Grafico giornaliero USD/CAD
Domande frequenti sul dollaro canadese
I fattori chiave che influenzano il dollaro canadese (CAD) sono il livello dei tassi di interesse fissati dalla Banca del Canada (BoC), il prezzo del petrolio, la più grande esportazione del Canada, la salute della sua economia, l’inflazione e la bilancia commerciale, che è la differenza tra il valore delle esportazioni canadesi e delle importazioni canadesi. Altri fattori includono il sentiment del mercato – se gli investitori stanno adottando asset più rischiosi (propensione al rischio) o cercando beni rifugio sicuri (avversione al rischio) – con una propensione al rischio che è positiva per il CAD. Essendo il principale partner commerciale del Paese, anche la salute dell’economia statunitense è un fattore chiave per il dollaro canadese.
La Banca del Canada (BoC) ha un’influenza significativa sul dollaro canadese fissando il livello dei tassi di interesse che le banche possono prestarsi reciprocamente. Ciò influisce sul livello dei tassi di interesse per tutti. L’obiettivo principale della BoC è mantenere l’inflazione all’1-3% alzando o abbassando i tassi di interesse. Tassi di interesse relativamente più alti tendono ad avere un impatto positivo sul CAD. La Banca del Canada può anche utilizzare misure di allentamento quantitativo e di inasprimento per influenzare le condizioni del credito, la prima essendo CAD negativa e la seconda CAD positiva.
I prezzi del petrolio sono un fattore chiave che influenza il valore del dollaro canadese. Il petrolio è la maggiore esportazione del Canada, quindi il prezzo del petrolio tende ad avere un impatto diretto sul valore CAD. Generalmente, quando il prezzo del petrolio aumenta, anche il CAD aumenta con l’aumento della domanda complessiva della valuta. È vero il contrario quando i prezzi del petrolio scendono. L’aumento dei prezzi del petrolio tende anche a portare ad una maggiore probabilità di una bilancia commerciale positiva, che ha anche un impatto positivo sul CAD.
Mentre l’inflazione è sempre stata tradizionalmente vista come un fattore negativo per una valuta in quanto abbassa il valore del denaro, nei tempi moderni con l’allentamento dei controlli sui capitali transfrontalieri è in realtà vero il contrario. Un’inflazione più elevata tende a indurre le banche centrali ad aumentare i tassi di interesse, il che attira maggiori afflussi di capitale da parte degli investitori globali che cercano un luogo redditizio in cui depositare i propri soldi. Ciò aumenta la domanda per la valuta nazionale, nel caso del Canada il dollaro canadese.

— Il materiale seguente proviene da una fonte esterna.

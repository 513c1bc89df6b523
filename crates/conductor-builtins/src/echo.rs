use async_trait::async_trait;
use conductor_core::{ConductorResult, Params, ToolResult};
use conductor_tools::{Tool, ToolDescriptor};

/// Returns its parameters unchanged. Handy for wiring and dry runs.
pub struct EchoTool {
    descriptor: ToolDescriptor,
}

impl EchoTool {
    pub fn new() -> Self {
        Self {
            descriptor: ToolDescriptor {
                name: "echo".to_string(),
                description: "Return the given parameters as the result.".to_string(),
                parameters_schema: serde_json::json!({
                    "type": "object",
                    "additionalProperties": true
                }),
            },
        }
    }
}

impl Default for EchoTool {
    fn default() -> Self {
        Self::new()
    }
}

#[async_trait]
impl Tool for EchoTool {
    fn descriptor(&self) -> &ToolDescriptor {
        &self.descriptor
    }

    async fn execute(&self, params: Params) -> ConductorResult<ToolResult> {
        Ok(ToolResult::success(serde_json::Value::Object(params)))
    }
}
use serde_json::Value;
use tracing::debug;

/// Apply the named transform to `value`. Unknown names pass the value through.
pub fn apply_transform(name: &str, value: Value) -> Result<Value, String> {
    match name {
        "uppercase" => Ok(Value::String(as_text(&value).to_uppercase())),
        "lowercase" => Ok(Value::String(as_text(&value).to_lowercase())),
        "json_parse" => match value {
            Value::String(text) => serde_json::from_str(&text)
                .map_err(|e| format!("json_parse failed: {e}")),
            other => Ok(other),
        },
        "json_stringify" => Ok(Value::String(value.to_string())),
        "number" => Ok(to_number(&value)),
        "string" => Ok(Value::String(as_text(&value))),
        unknown => {
            debug!(transform = %unknown, "Unknown transform, passing value through");
            Ok(value)
        }
    }
}

/// Strings verbatim, `null` as the empty string, anything else as JSON text.
fn as_text(value: &Value) -> String {
    match value {
        Value::String(s) => s.clone(),
        Value::Null => String::new(),
        other => other.to_string(),
    }
}

/// Numeric conversion; anything that is not a number yields `null`.
fn to_number(value: &Value) -> Value {
    match value {
        Value::Number(_) => value.clone(),
        Value::Bool(b) => Value::from(u8::from(*b)),
        Value::String(s) => {
            let trimmed = s.trim();
            if let Ok(int) = trimmed.parse::<i64>() {
                Value::from(int)
            } else {
                trimmed
                    .parse::<f64>()
                    .ok()
                    .and_then(serde_json::Number::from_f64)
                    .map_or(Value::Null, Value::Number)
            }
        }
        _ => Value::Null,
    }
}
//! Workflow execution for Conductor: declarative pipelines, semantically
//! numbered tool chains and multi-agent teams.
//!
//! Pipelines and chains are validated up front (unknown dependencies, cycles,
//! duplicate ids), then executed against an injected tool registry with
//! bounded parallelism, retries and cancellation. Teams run a task payload
//! across several agents using one of five coordination strategies.
//!
//! # Main types
//!
//! - [`PipelineExecutor`] — Runs a [`PipelineDefinition`] step graph with error strategies and fallback.
//! - [`ChainExecutor`] — Runs a [`ChainDefinition`] in semantic-number groups.
//! - [`TeamCoordinator`] — Dispatches a task to a team of agents.
//! - [`ExecutionContext`] — Shared run state: inputs, variables, step results and errors.
//! - [`ExecutionMonitor`] — In-memory metrics sink tracking runs, steps and agent calls.
//! - [`OrchestratorConfig`] — Engine settings loaded from `conductor.toml`.

/// Semantically numbered tool chain executor.
pub mod chain;
/// Engine configuration and definition loading.
pub mod config;
/// Per-run execution state.
pub mod context;
/// Condition expression evaluator.
pub mod expression;
/// In-memory execution monitor.
pub mod monitor;
/// Pipeline executor.
pub mod pipeline;
/// Dependency graph validation.
pub mod plan;
/// `$variable`, `@step` and chain reference resolution.
pub mod reference;
/// Retry policy and retry loop.
pub mod retry;
/// Multi-agent team coordinator.
pub mod team;
/// Built-in value transforms.
pub mod transform;
/// Pipeline and chain definitions.
pub mod types;

pub use chain::{ChainExecutionResult, ChainExecutor, ChainMetrics};
pub use config::{load_definition, OrchestratorConfig, TeamSettings};
pub use context::{ErrorRecord, ExecutionContext, ExecutionMetadata, StepResult};
pub use monitor::{ExecutionMonitor, ExecutionRecord, ExecutionStatus, MonitorSummary};
pub use pipeline::{PipelineExecutor, PipelineMetrics, PipelineResult, PipelineRunOutput, StepMetrics};
pub use plan::{validate_chain, validate_pipeline};
pub use retry::{run_with_retry, RetryOutcome, RetryPolicy};
pub use team::{
    Delegation, MemberResult, TaskOptions, TeamConfig, TeamCoordinator, TeamExecutionStrategy,
    TeamMember, TeamResult,
};
pub use types::{
    ChainDefinition, ChainStep, ErrorHandling, ErrorStrategy, PipelineDefinition, StepDefinition,
    StepKind,
};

Il rilascio di dati macroeconomici misura la salute dell’economia e può avere un impatto sul dollaro canadese. Indicatori come il PIL, i PMI manifatturieri e dei servizi, i sondaggi sull’occupazione e sulla fiducia dei consumatori possono tutti influenzare la direzione del CAD. Un’economia forte è positiva per il dollaro canadese. Ciò non solo attirerà più investimenti esteri, ma potrebbe anche incoraggiare la Banca del Canada ad aumentare i tassi di interesse, con il risultato di una valuta più forte. Tuttavia, se i dati economici sono deboli, è probabile che il CAD cada.